# Yah New Goggles Ordered



## Guest (Sep 4, 2007)

Goggles Ordered!!










All new Spy - Orbit Snow Goggles - DCP Signature Model / Persimmon Blue Spectra Mirror lens.


----------



## boarderaholic (Aug 13, 2007)

Owww...those goggles are HAWT!


----------



## Guest (Sep 4, 2007)

I broke my Oakley's or I would not be buying anything 

I think I will enjoy them!


----------



## DrGreeNThumB420 (Aug 19, 2007)

niccccce i need new pair of goggles


----------



## Guest (Sep 4, 2007)

I don't know if they are universal spy lens. All I know is they are orange which I like in almost all conditions and have a mirror finish which my oakley's didn't have which I wish they did. And it is a nice subtle frame and band color with flashy lens which I really like


----------



## lisevolution (Sep 20, 2007)

I have/had the Orbit's with the orange/brown fade and mirrored bronze lens which was too dark for most days, so I had to buy an orange lens for low light days. The clarity of the lens on the orbit is flawless though and you get strong peripheral vision out of them due to the shape. The only thing that blows is that the clip for the strap broke while traveling out to Utah in my gear bag. Be careful with that and you should be fine and love the goggles


----------



## Flick Montana (Jul 9, 2007)

<---- I love my Spys. Good purchase.


----------



## Guest (Sep 20, 2007)

Well... I had to buy a 2nd pair. I loved these orbits when I tried them on in Utah. Well maybe the brown fade ones and the DCP special editions are slightly different but they are a bit small. So I got a pair of Oakley's also.


----------



## Guest (Sep 21, 2007)

I´m fairly sure DCP´s signature goggles are the Omegas, but I could be mistaken. I have the 08 model of DCP´s goggs, and they are indeed Omegas, so well. I dunno. The Orbits are tiny, I concur on that.


----------



## Guest (Sep 24, 2007)

Yes... so I will just deal with their size in lower light conditions and run the oakleys on bright sunny days


----------



## Guest (Sep 24, 2007)

I´d sell the Spys and buy an additional lense for the Oakleys instead. Low light conditions and a pair of small goggs as a combo is to me awful. One less thing to bother yourself with while riding at night.

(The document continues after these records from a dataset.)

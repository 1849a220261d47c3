use indicatif::{HumanDuration, ProgressBar, ProgressStyle};
use std::panic::{catch_unwind, AssertUnwindSafe};
use std::sync::{Arc, Mutex, PoisonError};
use std::time::{Duration, Instant};
use tracing::{error, info, warn};

use crate::data_model::{DocumentTask, ProgressSnapshot, TaskStatus};
use crate::error::Result;

/// Receives one snapshot per terminated task, in completion order.
///
/// Returning an error (or panicking) never affects the run; the reporter logs
/// it and moves on.
pub trait ProgressSink: Send + Sync {
    fn report(&self, snapshot: &ProgressSnapshot) -> Result<()>;
}

/// Discards every snapshot.
#[derive(Debug, Default, Clone, Copy)]
pub struct NoopSink;

impl ProgressSink for NoopSink {
    fn report(&self, _snapshot: &ProgressSnapshot) -> Result<()> {
        Ok(())
    }
}

/// Writes one `info!` line per snapshot.
#[derive(Debug, Default, Clone, Copy)]
pub struct LogSink;

impl ProgressSink for LogSink {
    fn report(&self, snapshot: &ProgressSnapshot) -> Result<()> {
        info!(
            document = %snapshot.document_name,
            stage = %snapshot.stage,
            completed = snapshot.completed,
            total = snapshot.total,
            errors = snapshot.errors.len(),
            "[{}/{}] {} {} ({:.1}s elapsed)",
            snapshot.completed,
            snapshot.total,
            snapshot.document_name,
            snapshot.stage,
            snapshot.elapsed_secs
        );
        Ok(())
    }
}

/// Creates and configures a new `ProgressBar` or `ProgressBar::new_spinner()`
/// for displaying progress during long-running operations.
///
/// # Arguments
///
/// * `total_items` - The total number of items to process. If 0, a spinner is used,
///   suitable for when the total count is unknown.
/// * `message` - A message to display alongside the progress bar.
/// * `template` - A string defining the style and content of the progress bar.
///   See the `indicatif` crate documentation for template syntax.
pub fn create_progress_bar(total_items: u64, message: &str, template: &str) -> ProgressBar {
    let pb = if total_items == 0 {
        ProgressBar::new_spinner()
    } else {
        ProgressBar::new(total_items)
    };
    pb.set_message(message.to_string());
    pb.set_style(
        ProgressStyle::default_bar()
            .template(template)
            .unwrap_or_else(|_| ProgressStyle::default_bar()) // Fallback style
            .progress_chars("=> "),
    );
    pb
}

pub const PROGRESS_BAR_TEMPLATE: &str =
    "{spinner:.blue} [{elapsed_precise}] {msg} Documents: {pos}/{len} ({percent}%) ({per_sec}, ETA: {eta})";

/// Drives an `indicatif` bar. Failures are printed above the bar as they
/// arrive.
#[derive(Debug)]
pub struct ProgressBarSink {
    bar: ProgressBar,
    errors_printed: Mutex<usize>,
}

impl ProgressBarSink {
    pub fn new(total_documents: u64) -> Self {
        Self::with_bar(create_progress_bar(
            total_documents,
            "Ingesting",
            PROGRESS_BAR_TEMPLATE,
        ))
    }

    pub fn with_bar(bar: ProgressBar) -> Self {
        Self {
            bar,
            errors_printed: Mutex::new(0),
        }
    }

    pub fn bar(&self) -> &ProgressBar {
        &self.bar
    }
}

impl ProgressSink for ProgressBarSink {
    fn report(&self, snapshot: &ProgressSnapshot) -> Result<()> {
        self.bar.set_length(snapshot.total as u64);
        self.bar.set_position(snapshot.completed as u64);
        self.bar.set_message(snapshot.document_name.clone());

        let mut printed = self
            .errors_printed
            .lock()
            .unwrap_or_else(PoisonError::into_inner);
        for line in snapshot.errors.iter().skip(*printed) {
            self.bar.println(format!("FAILED: {}", line));
        }
        *printed = snapshot.errors.len();

        if snapshot.is_final() {
            self.bar.finish_with_message(format!(
                "Finished {} documents in {} ({} failed)",
                snapshot.total,
                HumanDuration(Duration::from_secs_f64(snapshot.elapsed_secs)),
                snapshot.errors.len()
            ));
        }
        Ok(())
    }
}

#[derive(Debug, Default)]
struct ReporterState {
    completed: usize,
    errors: Vec<String>,
}

/// Turns terminated tasks into snapshots for one run's sink.
pub struct ProgressReporter {
    sink: Arc<dyn ProgressSink>,
    total: usize,
    started: Instant,
    state: Mutex<ReporterState>,
}

impl ProgressReporter {
    pub fn new(sink: Arc<dyn ProgressSink>, total: usize, started: Instant) -> Self {
        Self {
            sink,
            total,
            started,
            state: Mutex::new(ReporterState::default()),
        }
    }

    /// Emits the snapshot for one terminated task.
    ///
    /// The state lock is held across the sink call so snapshots reach the sink
    /// in the same order their `completed` counts were assigned.
    pub fn report(&self, task: &DocumentTask) {
        if !task.status.is_terminal() {
            warn!(doc_id = %task.id, status = %task.status, "Ignoring progress report for a non-terminal task");
            return;
        }

        let mut state = self.state.lock().unwrap_or_else(PoisonError::into_inner);
        state.completed += 1;
        if task.status == TaskStatus::Failed {
            let message = task.error_message.as_deref().unwrap_or("unknown error");
            state.errors.push(format!("{}: {}", task.id, message));
        }

        let snapshot = ProgressSnapshot {
            document_name: task.display_name(),
            completed: state.completed,
            total: self.total,
            stage: stage_label(task).to_string(),
            elapsed_secs: self.started.elapsed().as_secs_f64(),
            errors: state.errors.clone(),
        };

        match catch_unwind(AssertUnwindSafe(|| self.sink.report(&snapshot))) {
            Ok(Ok(())) => {}
            Ok(Err(e)) => warn!(doc_id = %task.id, error = %e, "Progress sink returned an error"),
            Err(_) => error!(doc_id = %task.id, "Progress sink panicked; continuing run"),
        }
    }

    pub fn completed(&self) -> usize {
        self.state
            .lock()
            .unwrap_or_else(PoisonError::into_inner)
            .completed
    }
}

fn stage_label(task: &DocumentTask) -> &'static str {
    match task.status {
        // A failure that never started is a source validation failure.
        TaskStatus::Failed if task.started_at.is_none() => "validation",
        status => status.label(),
    }
}
// src/pipeline/stages/mod.rs

mod citations;
mod entities;
mod graph_writer;
mod load_text;

pub use citations::{find_citations, CitationExtractorStage};
pub use entities::EntityExtractorStage;
pub use graph_writer::{link_mentions, GraphWriterStage};
pub use load_text::{split_paragraphs, LoadTextStage};
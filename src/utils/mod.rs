// Utils

pub mod logging;
pub mod metrics_server;
pub mod prometheus_metrics;

pub use logging::init_tracing;
pub use metrics_server::setup_prometheus_metrics;
use async_trait::async_trait;
use serde::{Deserialize, Serialize};
use std::path::{Path, PathBuf};
use std::sync::atomic::{AtomicUsize, Ordering};
use std::sync::{Mutex, PoisonError};
use tokio::io::AsyncWriteExt;
use tracing::{debug, info, warn};

use crate::error::Result;
use crate::shutdown::CleanupHandler;

/// An entity-to-citation link found in one paragraph of one document.
#[derive(Debug, Clone, PartialEq, Eq, Serialize, Deserialize)]
pub struct GraphEdge {
    pub document: String,
    pub entity: String,
    pub citation: String,
    pub paragraph: usize,
}

/// Buffers graph edges in memory and appends them to a JSON-lines file.
///
/// Shared by every job in a run. A successful `flush` drains the buffer, so
/// calling it again with nothing pending is a no-op.
#[derive(Debug)]
pub struct JsonlGraphStore {
    output_path: PathBuf,
    pending: Mutex<Vec<GraphEdge>>,
    written: AtomicUsize,
}

impl JsonlGraphStore {
    pub fn new(output_path: impl Into<PathBuf>) -> Self {
        Self {
            output_path: output_path.into(),
            pending: Mutex::new(Vec::new()),
            written: AtomicUsize::new(0),
        }
    }

    pub fn output_path(&self) -> &Path {
        &self.output_path
    }

    /// Queues edges and returns how many are now waiting for a flush.
    pub fn append(&self, edges: Vec<GraphEdge>) -> usize {
        let mut pending = self.pending.lock().unwrap_or_else(PoisonError::into_inner);
        pending.extend(edges);
        pending.len()
    }

    pub fn pending_len(&self) -> usize {
        self.pending
            .lock()
            .unwrap_or_else(PoisonError::into_inner)
            .len()
    }

    /// Total edges written to disk by this store.
    pub fn written(&self) -> usize {
        self.written.load(Ordering::Acquire)
    }

    /// Writes everything pending. On failure the batch goes back to the
    /// front of the buffer so a later flush can retry it.
    pub async fn flush(&self) -> Result<usize> {
        let batch = std::mem::take(
            &mut *self.pending.lock().unwrap_or_else(PoisonError::into_inner),
        );
        if batch.is_empty() {
            return Ok(0);
        }

        if let Err(e) = self.write_batch(&batch).await {
            warn!(
                edges = batch.len(),
                path = %self.output_path.display(),
                error = %e,
                "Graph flush failed; edges kept for retry"
            );
            let mut pending = self.pending.lock().unwrap_or_else(PoisonError::into_inner);
            let mut restored = batch;
            restored.append(&mut pending);
            *pending = restored;
            return Err(e);
        }

        self.written.fetch_add(batch.len(), Ordering::AcqRel);
        debug!(edges = batch.len(), path = %self.output_path.display(), "Flushed graph edges");
        Ok(batch.len())
    }

    async fn write_batch(&self, batch: &[GraphEdge]) -> Result<()> {
        let mut buffer = String::new();
        for edge in batch {
            buffer.push_str(&serde_json::to_string(edge)?);
            buffer.push('\n');
        }

        if let Some(parent) = self.output_path.parent() {
            if !parent.as_os_str().is_empty() {
                tokio::fs::create_dir_all(parent).await?;
            }
        }
        let mut file = tokio::fs::OpenOptions::new()
            .create(true)
            .append(true)
            .open(&self.output_path)
            .await?;
        file.write_all(buffer.as_bytes()).await?;
        file.flush().await?;
        Ok(())
    }
}

#[async_trait]
impl CleanupHandler for JsonlGraphStore {
    fn name(&self) -> &str {
        "jsonl-graph-store"
    }

    async fn cleanup(&self) -> Result<()> {
        let flushed = self.flush().await?;
        if flushed > 0 {
            info!(
                edges = flushed,
                total_written = self.written(),
                path = %self.output_path.display(),
                "Graph store flushed on cleanup"
            );
        }
        Ok(())
    }
}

Well, you don´t have to follow my advice, but my intentions are good.


----------



## killclimbz (Aug 10, 2007)

northern.no said:


> Well, you don´t have to follow my advice, but my intentions are good.


I think your intentions are about his sister... :laugh:


----------



## Guest (Sep 25, 2007)

northern.no said:


> I´d sell the Spys and buy an additional lense for the Oakleys instead. Low light conditions and a pair of small goggs as a combo is to me awful. One less thing to bother yourself with while riding at night.
> 
> Well, you don´t have to follow my advice, but my intentions are good.



Thanks. This I considered. But the oakley's I got are for extreme sunlight... bright sunny day. The Spy's are for "cloudy days".

I have a cheap pair of Oakley E Frames with clear lenses for night riding.


----------



## Guest (Dec 28, 2007)

What lens are you using on your oakley wisdoms?


----------